La imagen del pájaro y la fuente, la imagen de la serpiente mordiendo su propia cola, la imagen de los escritorios pegados de Sarlo y Bignozzi: continuidad y totalidad. El uno, el todo. Se sobreimprime un signo infinito; una cinta en la que, de alguna manera, brota el poema. ¿Pero cuándo, en qué momento? “El deseo secreto de la poesía es detener el tiempo”, escribió Charles Simic, autor también de este poema en prosa, prosa poética, o prosa, simplemente, escrita por un poeta:
Un cocinero de comida rápida pelando cebollas metafísicas
Heidegger afirma que jamás llegaremos a comprender bien qué es la poesía hasta que no hayamos antes entendido qué es pensar. A continuación añade, lo cual resulta de gran interés, que la naturaleza del pensar es algo distinto al pensar, algo distinto a la voluntad.
Es a ese “algo distinto” a lo que la poesía le tiende todo tipo de trampas.
El poema: una serpiente insaciable que se persigue a sí misma, una serpiente omnívora y tramposa que arrastrará todo lo que encuentre a su paso en el camino que separa su principio de su final.

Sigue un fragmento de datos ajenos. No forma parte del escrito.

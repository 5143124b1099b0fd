//! End-to-end engine tests over an in-memory mock exchange.

use async_trait::async_trait;
use chrono::{Duration, Utc};
use rust_decimal::Decimal;
use rust_decimal_macros::dec;
use serde_json::{json, Value};
use std::collections::HashMap;
use std::path::PathBuf;
use std::sync::atomic::{AtomicU64, Ordering};
use std::sync::{Arc, Mutex};
use uuid::Uuid;

use cycler::config::{
    AppConfig, DryRunConfig, ExchangesConfig, LoggingConfig, SchedulerConfig, StorageConfig,
};
use cycler::domain::{Cycle, CycleStatus};
use cycler::engine::{accumulate, safe_cancel, AccumulationOutcome, StrategyOverrides, UpdateEngine};
use cycler::error::{CyclerError, Result};
use cycler::exchange::{
    AssetBalance, BalanceMap, ClientTable, Exchange, ExchangeClient, OrderSide, OrderSnapshot,
    SymbolRules, BTC, USDC,
};
use cycler::repository::{AccumulationRepository, CycleRepository};

/// Scripted exchange double: orders fill when told to, cancels can be
/// made to fail with an arbitrary message, balances are set directly.
struct MockExchange {
    exchange: Exchange,
    price: Mutex<Decimal>,
    orders: Mutex<HashMap<String, OrderSnapshot>>,
    balances: Mutex<BalanceMap>,
    cancel_error: Mutex<Option<String>>,
    fail_sell_orders: Mutex<bool>,
    next_id: AtomicU64,
    fees: Mutex<Option<Decimal>>,
}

Juan Eduardo Cirlot, en su Diccionario de símbolos, identifica la primera aparición de los Ouroboros en el Codex Marcianus (siglo II), “con la leyenda griega Hen to Pan (El Uno, el Todo), lo cual explica su significación, concerniente a todo sistema cíclico (unidad, multiplicidad, retorno a la unidad; evolución, involución; nacimiento, crecimiento; decrecimiento, muerte, etcétera). Ahora bien, en virtud de su movimiento, tanto como de su forma, el giro circular tiene además la significación de algo que pone en juego, activa y vivifica todas las fuerzas establecidas a lo largo del proceso en cuestión, para incorporarlas a su marcha y, en consecuencia, de los contrarios de la clase que fueran”.
“¿En qué consiste la ‘experiencia sagrada’ del juego de la poesía?”, se pregunta May Sarton en Sobre la escritura. “¿No anida en la experiencia que precede a la escritura?”. Si la poesía es “antes que nada un modo de vida y solo de manera secundaria una vía de expresión”, ¿qué no podría ir a parar al poema? ¿Qué no podría ir a parar a una vida?
*La traducción de Charles Simic es de Luis Ingelmo, en La vida de las imágenes. La traducción de May Sarton es de Ivana Romero.